- **MATERIAL PROVIDED**
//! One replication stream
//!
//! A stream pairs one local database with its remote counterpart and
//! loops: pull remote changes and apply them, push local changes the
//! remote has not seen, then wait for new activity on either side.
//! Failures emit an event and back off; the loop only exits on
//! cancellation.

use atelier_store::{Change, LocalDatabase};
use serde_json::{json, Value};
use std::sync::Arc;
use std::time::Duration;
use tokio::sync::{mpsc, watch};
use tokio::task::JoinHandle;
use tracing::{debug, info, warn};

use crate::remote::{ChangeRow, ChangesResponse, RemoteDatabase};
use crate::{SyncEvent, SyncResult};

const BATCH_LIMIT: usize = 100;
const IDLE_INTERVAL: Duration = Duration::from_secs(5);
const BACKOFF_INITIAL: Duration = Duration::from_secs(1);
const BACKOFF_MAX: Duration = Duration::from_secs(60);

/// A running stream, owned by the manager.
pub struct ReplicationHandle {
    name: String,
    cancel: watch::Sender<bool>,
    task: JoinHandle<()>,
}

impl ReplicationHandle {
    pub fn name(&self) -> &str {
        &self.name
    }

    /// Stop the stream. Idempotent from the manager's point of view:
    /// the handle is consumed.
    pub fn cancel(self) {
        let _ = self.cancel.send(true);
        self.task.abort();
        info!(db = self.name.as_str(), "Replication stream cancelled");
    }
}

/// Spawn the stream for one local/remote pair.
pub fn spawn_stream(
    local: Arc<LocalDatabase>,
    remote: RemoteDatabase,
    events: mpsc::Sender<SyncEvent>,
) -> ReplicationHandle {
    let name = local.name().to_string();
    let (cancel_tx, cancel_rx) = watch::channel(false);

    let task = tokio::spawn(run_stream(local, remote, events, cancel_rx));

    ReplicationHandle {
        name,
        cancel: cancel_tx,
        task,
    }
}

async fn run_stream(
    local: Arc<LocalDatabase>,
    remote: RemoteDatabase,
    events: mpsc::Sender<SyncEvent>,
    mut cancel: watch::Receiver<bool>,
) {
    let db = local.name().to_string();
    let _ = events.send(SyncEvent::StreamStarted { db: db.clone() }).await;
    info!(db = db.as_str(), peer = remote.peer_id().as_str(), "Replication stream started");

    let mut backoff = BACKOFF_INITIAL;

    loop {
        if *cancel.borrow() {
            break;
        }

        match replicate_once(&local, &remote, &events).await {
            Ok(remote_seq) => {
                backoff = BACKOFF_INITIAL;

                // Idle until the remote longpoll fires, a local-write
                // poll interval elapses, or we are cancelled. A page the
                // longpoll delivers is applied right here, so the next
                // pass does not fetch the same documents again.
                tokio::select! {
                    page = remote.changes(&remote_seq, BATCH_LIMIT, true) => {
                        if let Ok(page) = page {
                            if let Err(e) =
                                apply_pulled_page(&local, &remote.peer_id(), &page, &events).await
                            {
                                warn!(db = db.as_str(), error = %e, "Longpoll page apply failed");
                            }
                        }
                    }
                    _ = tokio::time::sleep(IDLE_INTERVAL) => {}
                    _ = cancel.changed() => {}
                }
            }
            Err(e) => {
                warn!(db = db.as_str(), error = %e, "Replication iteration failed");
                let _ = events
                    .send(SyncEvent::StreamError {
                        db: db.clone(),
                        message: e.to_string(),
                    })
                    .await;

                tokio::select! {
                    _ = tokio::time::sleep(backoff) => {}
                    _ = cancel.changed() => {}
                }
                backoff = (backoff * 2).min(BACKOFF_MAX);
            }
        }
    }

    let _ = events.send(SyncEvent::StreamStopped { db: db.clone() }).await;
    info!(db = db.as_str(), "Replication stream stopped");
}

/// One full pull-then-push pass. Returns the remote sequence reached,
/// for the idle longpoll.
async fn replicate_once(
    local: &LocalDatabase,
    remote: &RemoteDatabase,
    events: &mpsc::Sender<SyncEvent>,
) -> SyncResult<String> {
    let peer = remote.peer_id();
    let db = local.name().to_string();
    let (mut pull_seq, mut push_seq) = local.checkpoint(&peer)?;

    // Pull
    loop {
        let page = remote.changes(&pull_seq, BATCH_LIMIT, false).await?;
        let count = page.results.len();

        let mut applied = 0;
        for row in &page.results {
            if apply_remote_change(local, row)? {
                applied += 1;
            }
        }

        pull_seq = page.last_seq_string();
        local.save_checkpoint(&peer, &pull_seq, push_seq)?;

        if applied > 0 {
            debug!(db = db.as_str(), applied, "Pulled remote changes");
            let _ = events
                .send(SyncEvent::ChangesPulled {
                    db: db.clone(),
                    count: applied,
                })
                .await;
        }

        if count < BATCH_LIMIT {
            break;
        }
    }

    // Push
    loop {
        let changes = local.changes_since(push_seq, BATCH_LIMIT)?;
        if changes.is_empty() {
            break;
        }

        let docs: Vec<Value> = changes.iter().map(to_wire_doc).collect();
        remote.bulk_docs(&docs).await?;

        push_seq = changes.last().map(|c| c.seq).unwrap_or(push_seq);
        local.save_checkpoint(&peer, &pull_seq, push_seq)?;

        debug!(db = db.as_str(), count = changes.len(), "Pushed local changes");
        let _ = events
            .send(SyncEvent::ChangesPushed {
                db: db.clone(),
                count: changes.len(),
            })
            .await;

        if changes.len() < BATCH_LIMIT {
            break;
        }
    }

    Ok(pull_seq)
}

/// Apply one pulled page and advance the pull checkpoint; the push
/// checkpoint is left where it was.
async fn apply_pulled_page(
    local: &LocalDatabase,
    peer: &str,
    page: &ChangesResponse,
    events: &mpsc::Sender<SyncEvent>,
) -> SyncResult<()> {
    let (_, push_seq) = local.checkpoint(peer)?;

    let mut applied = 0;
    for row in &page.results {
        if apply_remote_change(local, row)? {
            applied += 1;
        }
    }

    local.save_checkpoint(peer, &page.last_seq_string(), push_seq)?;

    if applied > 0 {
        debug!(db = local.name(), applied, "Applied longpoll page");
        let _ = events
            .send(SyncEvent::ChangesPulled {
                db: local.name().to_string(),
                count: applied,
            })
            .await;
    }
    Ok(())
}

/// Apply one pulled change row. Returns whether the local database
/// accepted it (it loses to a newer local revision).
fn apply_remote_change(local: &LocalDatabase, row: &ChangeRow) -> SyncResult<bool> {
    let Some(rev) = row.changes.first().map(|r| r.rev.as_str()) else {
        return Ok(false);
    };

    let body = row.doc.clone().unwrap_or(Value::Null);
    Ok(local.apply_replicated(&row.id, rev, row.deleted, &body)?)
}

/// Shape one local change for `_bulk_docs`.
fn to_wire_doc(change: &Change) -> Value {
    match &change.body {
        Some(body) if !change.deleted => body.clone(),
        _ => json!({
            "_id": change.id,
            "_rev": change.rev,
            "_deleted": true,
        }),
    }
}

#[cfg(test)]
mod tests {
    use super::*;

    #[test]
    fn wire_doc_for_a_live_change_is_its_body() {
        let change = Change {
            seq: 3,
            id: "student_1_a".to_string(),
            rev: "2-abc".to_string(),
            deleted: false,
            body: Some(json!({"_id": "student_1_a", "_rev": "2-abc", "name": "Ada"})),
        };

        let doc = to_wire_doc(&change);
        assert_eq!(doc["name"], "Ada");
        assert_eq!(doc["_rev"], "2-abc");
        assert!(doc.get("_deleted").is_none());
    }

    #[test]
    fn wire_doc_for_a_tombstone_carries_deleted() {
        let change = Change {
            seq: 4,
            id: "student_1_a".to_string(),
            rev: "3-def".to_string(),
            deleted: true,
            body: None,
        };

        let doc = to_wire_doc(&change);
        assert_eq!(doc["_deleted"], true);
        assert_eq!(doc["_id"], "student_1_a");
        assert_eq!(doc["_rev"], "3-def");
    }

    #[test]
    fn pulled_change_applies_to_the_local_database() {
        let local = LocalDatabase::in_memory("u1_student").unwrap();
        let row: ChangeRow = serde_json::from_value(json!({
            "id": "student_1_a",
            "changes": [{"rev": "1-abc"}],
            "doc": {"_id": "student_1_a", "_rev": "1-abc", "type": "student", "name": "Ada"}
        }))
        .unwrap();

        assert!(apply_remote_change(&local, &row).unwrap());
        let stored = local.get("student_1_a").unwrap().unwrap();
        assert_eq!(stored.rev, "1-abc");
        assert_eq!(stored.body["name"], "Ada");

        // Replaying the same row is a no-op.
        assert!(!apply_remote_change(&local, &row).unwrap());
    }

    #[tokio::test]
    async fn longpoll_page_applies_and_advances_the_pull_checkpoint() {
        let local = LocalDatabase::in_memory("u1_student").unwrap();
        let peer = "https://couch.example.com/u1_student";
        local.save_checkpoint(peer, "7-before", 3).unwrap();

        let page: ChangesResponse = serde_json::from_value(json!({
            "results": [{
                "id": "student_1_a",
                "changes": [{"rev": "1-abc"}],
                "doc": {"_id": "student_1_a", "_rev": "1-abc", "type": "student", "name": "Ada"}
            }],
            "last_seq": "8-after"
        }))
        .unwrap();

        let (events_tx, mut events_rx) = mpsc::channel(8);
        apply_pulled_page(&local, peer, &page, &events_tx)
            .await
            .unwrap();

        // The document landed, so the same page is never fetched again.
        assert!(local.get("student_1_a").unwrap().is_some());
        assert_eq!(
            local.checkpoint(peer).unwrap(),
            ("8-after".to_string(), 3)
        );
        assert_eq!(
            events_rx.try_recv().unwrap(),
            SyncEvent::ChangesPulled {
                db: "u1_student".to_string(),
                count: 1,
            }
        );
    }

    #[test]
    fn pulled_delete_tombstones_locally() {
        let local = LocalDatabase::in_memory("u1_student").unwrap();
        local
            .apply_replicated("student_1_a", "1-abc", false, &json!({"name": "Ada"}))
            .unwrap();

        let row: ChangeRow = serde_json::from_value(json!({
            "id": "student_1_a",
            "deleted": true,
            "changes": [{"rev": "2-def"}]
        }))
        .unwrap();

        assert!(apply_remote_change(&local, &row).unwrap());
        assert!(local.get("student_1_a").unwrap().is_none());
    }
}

- **WHAT YOU ARE ASKED TO DO**
Give only the number of lines in the preceding data that include the word "ChangesPulled".

- **TASK RESULT**
3